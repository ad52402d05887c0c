// 🔁 Debit Order Transactions - one debit per debit-order occurrence in a year

use crate::banking::debit_orders::{occurs_on, DebitOrder, DebitOrderStatus};
use crate::config::{GeneratorConfig, SeedPolicy};
use crate::pipeline::RunOutcome;
use crate::random::Sampler;
use crate::table::{read_or_empty, write_table, DataLayout, Domain};
use anyhow::Result;
use chrono::{NaiveDate, NaiveTime};
use serde::{Deserialize, Serialize};

pub const GENERATOR: &str = "banking/debit_order_transactions";
pub const SEED: SeedPolicy = SeedPolicy::Entropy;

/// Debit orders issued before this year are not looked up
pub const FIRST_ORDER_YEAR: i32 = 2015;
pub const IMMEDIATE_PAYMENT_FEE: f64 = 5.0;

#[derive(Debug, Clone, PartialEq, Serialize, Deserialize)]
pub struct DebitOrderTransaction {
    pub transaction_id: String,
    pub account_id: String,
    pub customer_id: String,
    pub transaction_date: NaiveDate,
    pub transaction_time: NaiveTime,
    pub amount: f64,
    pub debit_credit: String,
    pub status: String,
    pub description: String,
    pub immediate_payment: bool,
    pub receiving_account: String,
    pub receiving_bank: Option<String>,
    pub transaction_cost: f64,
    pub ewallet_number: Option<String>,
    pub channel: String,
    pub debit_order_id: String,
    pub debit_order_type: String,
}

pub fn generate_occurrences(orders: &[DebitOrder], year: i32, rng: &mut Sampler) -> Vec<DebitOrderTransaction> {
    let (Some(start), Some(end)) = (
        NaiveDate::from_ymd_opt(year, 1, 1),
        NaiveDate::from_ymd_opt(year, 12, 31),
    ) else {
        return Vec::new();
    };

    let running: Vec<&DebitOrder> = orders
        .iter()
        .filter(|o| o.status != DebitOrderStatus::Suspended)
        .collect();

    let mut rows = Vec::new();
    let mut counter = 1;
    for date in start.iter_days().take_while(|d| *d <= end) {
        for order in running.iter().filter(|o| occurs_on(o, date)) {
            rows.push(occurrence(order, date, year, counter, rng));
            counter += 1;
        }
    }
    rows
}

fn occurrence(order: &DebitOrder, date: NaiveDate, year: i32, n: usize, rng: &mut Sampler) -> DebitOrderTransaction {
    let status = *rng.weighted(&[("Completed", 0.92), ("Failed", 0.06), ("Cancelled", 0.02)]);
    // Most debit orders run in the early-morning batch
    let hour = if rng.chance(0.7) { rng.int(6, 8) } else { rng.int(9, 17) };
    let time = NaiveTime::from_hms_opt(hour as u32, rng.int(0, 59) as u32, rng.int(0, 59) as u32)
        .unwrap_or_default();

    let immediate = rng.chance(0.05);
    let description = order.description.to_lowercase();
    let ewallet_number = (description.contains("ewallet") || description.contains("mobile"))
        .then(|| format!("27{}", rng.int(600_000_000, 899_999_999)));
    let channel = *rng.weighted(&[
        ("Online", 0.05),
        ("Mobile", 0.10),
        ("ATM", 0.02),
        ("Branch", 0.03),
        ("Automated", 0.80),
    ]);

    DebitOrderTransaction {
        transaction_id: format!("TXND{}{:07}", year, n),
        account_id: order.account_id.clone(),
        customer_id: order.customer_id.clone(),
        transaction_date: date,
        transaction_time: time,
        amount: order.amount,
        debit_credit: "Debit".to_string(),
        status: status.to_string(),
        description: order.description.clone(),
        immediate_payment: immediate,
        receiving_account: order.account_to.clone(),
        receiving_bank: order.is_external().then(|| "External Bank".to_string()),
        transaction_cost: if immediate { IMMEDIATE_PAYMENT_FEE } else { 0.0 },
        ewallet_number,
        channel: channel.to_string(),
        debit_order_id: order.debit_order_id.clone(),
        debit_order_type: order.debit_order_type.clone(),
    }
}

pub fn run(config: &GeneratorConfig) -> Result<RunOutcome> {
    let layout = DataLayout::new(&config.data_dir);
    let seed = config.resolve_seed(SEED);

    println!("🔁 Generating debit order transactions for {}...", config.year);
    let mut orders: Vec<DebitOrder> = Vec::new();
    for year in FIRST_ORDER_YEAR..=config.year {
        orders.extend(read_or_empty::<DebitOrder>(&layout.path(Domain::Banking, "debit_orders", Some(year)))?);
    }
    println!("   📂 {} debit orders on file", orders.len());

    let mut rng = Sampler::seeded(seed);
    let transactions = generate_occurrences(&orders, config.year, &mut rng);
    let path = layout.path(Domain::Banking, "debit_order_transactions", Some(config.year));
    let rows = write_table(&path, &transactions)?;
    println!("✓ Saved {} debit order transactions to {}", rows, path.display());

    Ok(RunOutcome::new(GENERATOR, config.year, seed, vec![path], rows))
}

#[cfg(test)]
mod tests {
    use super::*;
    use crate::banking::debit_orders::tests::create_test_order;
    use crate::banking::debit_orders::Frequency;

    #[test]
    fn test_monthly_order_runs_twelve_times() {
        let start = NaiveDate::from_ymd_opt(2018, 11, 30).unwrap();
        let order = create_test_order(Frequency::Monthly, start);
        let mut rng = Sampler::seeded(1);
        let rows = generate_occurrences(&[order], 2019, &mut rng);

        assert_eq!(rows.len(), 12);
        for row in &rows {
            assert_eq!(chrono::Datelike::day(&row.transaction_date), 28);
            assert_eq!(row.debit_credit, "Debit");
            assert!(row.ewallet_number.is_some(), "mobile description gets an eWallet number");
            assert_eq!(row.receiving_bank.as_deref(), Some("External Bank"));
        }
        println!("✅ Monthly debit order occurrences PASSED");
    }

    #[test]
    fn test_suspended_orders_skipped_and_ids_sequential() {
        let start = NaiveDate::from_ymd_opt(2019, 1, 1).unwrap();
        let mut suspended = create_test_order(Frequency::Weekly, start);
        suspended.status = DebitOrderStatus::Suspended;
        let weekly = create_test_order(Frequency::Weekly, start);

        let mut rng = Sampler::seeded(2);
        let rows = generate_occurrences(&[suspended, weekly], 2019, &mut rng);
        assert_eq!(rows.len(), 53);
        assert_eq!(rows[0].transaction_id, "TXND20190000001");
        assert!(rows.iter().all(|r| r.transaction_cost == 0.0 || r.immediate_payment));
    }
}
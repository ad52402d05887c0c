// 💸 Loan Payments - monthly instalments, arrears variations and recovery attempts

use crate::banking::corruption;
use crate::banking::loan_defaults::LoanDefault;
use crate::banking::loans::{Loan, LoanType, FIRST_LOAN_YEAR};
use crate::config::{GeneratorConfig, SeedPolicy};
use crate::pipeline::RunOutcome;
use crate::random::{round_to, Sampler};
use crate::table::{read_or_empty, write_table, DataLayout, Domain};
use anyhow::Result;
use chrono::{Datelike, Duration, Months, NaiveDate, NaiveTime};
use serde::{Deserialize, Serialize};
use std::collections::HashMap;

pub const GENERATOR: &str = "banking/loan_payments";
pub const SEED: SeedPolicy = SeedPolicy::Entropy;

pub const BASE_TRANSACTION_COST: f64 = 5.0;

#[derive(Debug, Clone, Copy, PartialEq, Eq, Serialize, Deserialize)]
#[serde(rename_all = "snake_case")]
pub enum Automation {
    Automatic,
    Manual,
    Mixed,
}

#[derive(Debug, Clone, Copy, PartialEq, Eq, Serialize, Deserialize)]
#[serde(rename_all = "snake_case")]
pub enum PaymentType {
    RegularPayment,
    LatePayment,
    PartialPayment,
    ExtraPayment,
}

impl PaymentType {
    pub fn as_str(&self) -> &'static str {
        match self {
            PaymentType::RegularPayment => "regular_payment",
            PaymentType::LatePayment => "late_payment",
            PaymentType::PartialPayment => "partial_payment",
            PaymentType::ExtraPayment => "extra_payment",
        }
    }
}

#[derive(Debug, Clone, PartialEq, Serialize, Deserialize)]
pub struct LoanPayment {
    pub transaction_id: String,
    pub account_id: String,
    pub transaction_date: NaiveDate,
    pub transaction_time: NaiveTime,
    pub amount: f64,
    pub debit_credit: String,
    pub status: String,
    pub description: String,
    pub immediate_payment: bool,
    pub transaction_cost: f64,
    pub channel: String,
    pub loan_id: String,
    pub customer_id: String,
    pub loan_type: LoanType,
    pub payment_type: PaymentType,
    pub payment_automation: Automation,
    pub is_recovery_attempt: bool,
}

/// Instalment dates: the first of the month after approval + 30 days, then monthly
pub fn payment_schedule(approval: NaiveDate, terms_months: u32) -> Vec<NaiveDate> {
    let first = approval + Duration::days(30);
    let Some(first) = first.with_day(1) else {
        return Vec::new();
    };
    (0..terms_months)
        .filter_map(|k| first.checked_add_months(Months::new(k)))
        .collect()
}

/// (amount, type, description suffix)
fn payment_variation(rng: &mut Sampler, base: f64, recovery: bool) -> (f64, PaymentType, String) {
    if recovery {
        return if rng.chance(0.6) {
            (round_to(base * rng.uniform(0.2, 0.8), 2), PaymentType::PartialPayment, " - Partial Payment".to_string())
        } else {
            (base, PaymentType::RegularPayment, " - Recovery Payment".to_string())
        };
    }

    let roll = rng.uniform(0.0, 1.0);
    if roll < 0.85 {
        (base, PaymentType::RegularPayment, String::new())
    } else if roll < 0.92 {
        let fee = round_to(base * rng.uniform(0.02, 0.05), 2);
        (round_to(base + fee, 2), PaymentType::LatePayment, format!(" - Late Payment (Fee: R{:.2})", fee))
    } else if roll < 0.96 {
        (round_to(base * rng.uniform(0.5, 0.95), 2), PaymentType::PartialPayment, " - Partial Payment".to_string())
    } else {
        (round_to(base * rng.uniform(1.1, 2.0), 2), PaymentType::ExtraPayment, " - Extra Principal Payment".to_string())
    }
}

pub struct LoanPaymentGenerator {
    year: i32,
    rng: Sampler,
}

impl LoanPaymentGenerator {
    pub fn new(year: i32, seed: u64) -> Self {
        LoanPaymentGenerator {
            year,
            rng: Sampler::seeded(seed),
        }
    }

    pub fn generate(&mut self, loans: &[Loan], defaults: &[LoanDefault]) -> Vec<LoanPayment> {
        let default_dates: HashMap<&str, NaiveDate> = defaults
            .iter()
            .filter(|d| d.will_default)
            .filter_map(|d| d.default_date.map(|date| (d.loan_id.as_str(), date)))
            .collect();

        let mut payments = Vec::new();
        for loan in loans.iter().filter(|l| l.is_approved() && l.monthly_installment > 0.0) {
            let Some(approval) = loan.approval_date else {
                continue;
            };
            let automation = *self.rng.weighted(&[
                (Automation::Automatic, 0.65),
                (Automation::Manual, 0.25),
                (Automation::Mixed, 0.10),
            ]);
            let default_date = default_dates.get(loan.loan_id.as_str()).copied();
            let mut recovery_left = if default_date.is_some() { self.rng.int(2, 6) } else { 0 };

            for date in payment_schedule(approval.date(), loan.terms_months) {
                let mut recovery = false;
                if default_date.map_or(false, |d| date >= d) {
                    if recovery_left == 0 || !self.rng.chance(0.3) {
                        continue;
                    }
                    recovery = true;
                    recovery_left -= 1;
                }
                if date.year() != self.year {
                    continue;
                }
                payments.push(self.payment(loan, date, automation, recovery));
            }
        }

        payments.sort_by(|a, b| (a.transaction_date, a.transaction_time).cmp(&(b.transaction_date, b.transaction_time)));
        for (i, p) in payments.iter_mut().enumerate() {
            p.transaction_id = format!("TXNL{}{:07}", self.year, i + 1);
        }

        tracing::info!(year = self.year, payments = payments.len(), "loan payments generated");
        payments
    }

    fn payment(&mut self, loan: &Loan, date: NaiveDate, automation: Automation, recovery: bool) -> LoanPayment {
        let rng = &mut self.rng;
        let (amount, payment_type, suffix) = payment_variation(rng, loan.monthly_installment, recovery);

        let automatic = match automation {
            Automation::Automatic => true,
            Automation::Manual => false,
            Automation::Mixed => rng.chance(0.7),
        };

        let (channel, status, hour) = if automatic {
            let channel = *rng.weighted(&[("Automated", 0.85), ("Online", 0.10), ("Mobile", 0.05)]);
            let status = *rng.weighted(&[("Completed", 0.96), ("Failed", 0.03), ("Cancelled", 0.01)]);
            // Debit runs happen in the small hours
            let hour = if channel == "Automated" { *rng.pick(&[2, 3, 4]) } else { rng.int(1, 6) };
            (channel, status, hour)
        } else {
            let channel = *rng.weighted(&[
                ("Online", 0.40),
                ("Mobile", 0.25),
                ("Branch", 0.15),
                ("ATM", 0.12),
                ("Automated", 0.08),
            ]);
            let status = *rng.weighted(&[("Completed", 0.88), ("Failed", 0.08), ("Cancelled", 0.04)]);
            let hour = match channel {
                "Branch" => rng.int(9, 16),
                "ATM" => rng.int(8, 22),
                _ => rng.int(7, 23),
            };
            (channel, status, hour)
        };
        let time = NaiveTime::from_hms_opt(hour as u32, rng.int(0, 59) as u32, rng.int(0, 59) as u32)
            .unwrap_or_default();

        let immediate = matches!(channel, "Online" | "Mobile") && rng.chance(0.08);
        let cost = BASE_TRANSACTION_COST
            * if immediate {
                2.0
            } else {
                match channel {
                    "Branch" => 1.5,
                    "ATM" => 1.0,
                    _ => 0.5,
                }
            };

        LoanPayment {
            transaction_id: String::new(),
            account_id: loan.account_id.clone(),
            transaction_date: date,
            transaction_time: time,
            amount,
            debit_credit: "Debit".to_string(),
            status: status.to_string(),
            description: format!("Loan Payment - {}{}", loan.loan_id, suffix),
            immediate_payment: immediate,
            transaction_cost: round_to(cost, 2),
            channel: channel.to_string(),
            loan_id: loan.loan_id.clone(),
            customer_id: loan.customer_id.clone(),
            loan_type: loan.loan_type,
            payment_type,
            payment_automation: automation,
            is_recovery_attempt: recovery,
        }
    }

    /// Corruption shares this generator's stream so `--with-errors` stays reproducible
    pub fn rng(&mut self) -> &mut Sampler {
        &mut self.rng
    }
}

pub fn run(config: &GeneratorConfig) -> Result<RunOutcome> {
    let layout = DataLayout::new(&config.data_dir);
    let seed = config.resolve_seed(SEED);

    println!("💸 Generating loan payments for {}...", config.year);
    let mut loans: Vec<Loan> = Vec::new();
    let mut defaults: Vec<LoanDefault> = Vec::new();
    for year in FIRST_LOAN_YEAR..=config.year {
        loans.extend(read_or_empty::<Loan>(&layout.path(Domain::Banking, "loans", Some(year)))?);
        defaults.extend(read_or_empty::<LoanDefault>(&layout.path(Domain::Banking, "loan_defaults", Some(year)))?);
    }
    println!("   📂 {} loans, {} default flags", loans.len(), defaults.len());

    let mut generator = LoanPaymentGenerator::new(config.year, seed);
    let payments = generator.generate(&loans, &defaults);
    let path = layout.path(Domain::Banking, "loan_payments", Some(config.year));
    let rows = write_table(&path, &payments)?;
    println!("✓ Saved {} loan payments to {}", rows, path.display());

    let mut outputs = vec![path];
    if config.with_errors {
        let corrupted = corruption::corrupt_payments(&payments, generator.rng());
        let error_path = layout
            .domain_dir(Domain::Banking)
            .join(format!("loan_payments_{}_with_errors.csv", config.year));
        write_table(&error_path, &corrupted)?;
        println!("✓ Saved corrupted copy to {}", error_path.display());
        outputs.push(error_path);
    }

    Ok(RunOutcome::new(GENERATOR, config.year, seed, outputs, rows))
}

#[cfg(test)]
pub(crate) mod tests {
    use super::*;
    use crate::banking::loans::tests::create_test_loans;

    fn d(y: i32, m: u32, day: u32) -> NaiveDate {
        NaiveDate::from_ymd_opt(y, m, day).unwrap()
    }

    pub(crate) fn create_test_payments(year: i32) -> (Vec<Loan>, Vec<LoanPayment>) {
        let (_, _, loans) = create_test_loans(year);
        let payments = LoanPaymentGenerator::new(year, 21).generate(&loans, &[]);
        (loans, payments)
    }

    #[test]
    fn test_schedule_starts_first_of_month_after_30_days() {
        let schedule = payment_schedule(d(2019, 1, 15), 3);
        assert_eq!(schedule, vec![d(2019, 2, 1), d(2019, 3, 1), d(2019, 4, 1)]);

        let schedule = payment_schedule(d(2019, 1, 1), 1);
        assert_eq!(schedule, vec![d(2019, 1, 1)], "Jan 31 rounds back to Jan 1");
    }

    #[test]
    fn test_payments_only_for_approved_loans_in_year() {
        let (loans, payments) = create_test_payments(2019);
        let approved: HashMap<&str, &Loan> = loans
            .iter()
            .filter(|l| l.is_approved())
            .map(|l| (l.loan_id.as_str(), l))
            .collect();

        for p in &payments {
            let loan = approved.get(p.loan_id.as_str()).expect("payment for an approved loan");
            assert_eq!(p.transaction_date.year(), 2019);
            assert_eq!(p.transaction_date.day(), 1);
            assert!(p.transaction_date > loan.approval_date.unwrap().date());
            assert!(p.amount > 0.0);
            assert!(!p.is_recovery_attempt);
        }
        println!("✅ Loan payments PASSED ({} payments)", payments.len());
    }

    #[test]
    fn test_default_stops_regular_payments() {
        let (loans, _) = create_test_payments(2019);
        let Some(loan) = loans.iter().find(|l| l.is_approved() && l.terms_months >= 12) else {
            return;
        };
        let approval = loan.approval_date.unwrap().date();
        let default = LoanDefault {
            loan_id: loan.loan_id.clone(),
            will_default: true,
            default_date: Some(approval + Duration::days(1)),
        };
        let year = (approval + Duration::days(31)).year();
        let payments = LoanPaymentGenerator::new(year, 3).generate(std::slice::from_ref(loan), &[default]);
        assert!(payments.len() <= 6, "at most 6 recovery attempts, got {}", payments.len());
        assert!(payments.iter().all(|p| p.is_recovery_attempt));
    }

    #[test]
    fn test_ids_year_scoped_and_ordered() {
        let (_, payments) = create_test_payments(2019);
        for (i, p) in payments.iter().enumerate() {
            assert_eq!(p.transaction_id, format!("TXNL2019{:07}", i + 1));
        }
        assert!(payments.windows(2).all(|w| w[0].transaction_date <= w[1].transaction_date));
    }
}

....

## PROBLEM TO WORK ON
Among the records, find each line where the word "bool" occurs, and copy it.

## THE COMPLETED TASK
    pub immediate_payment: bool,
    pub immediate_payment: bool,
    pub is_recovery_attempt: bool,
fn payment_variation(rng: &mut Sampler, base: f64, recovery: bool) -> (f64, PaymentType, String) {
    fn payment(&mut self, loan: &Loan, date: NaiveDate, automation: Automation, recovery: bool) -> LoanPayment {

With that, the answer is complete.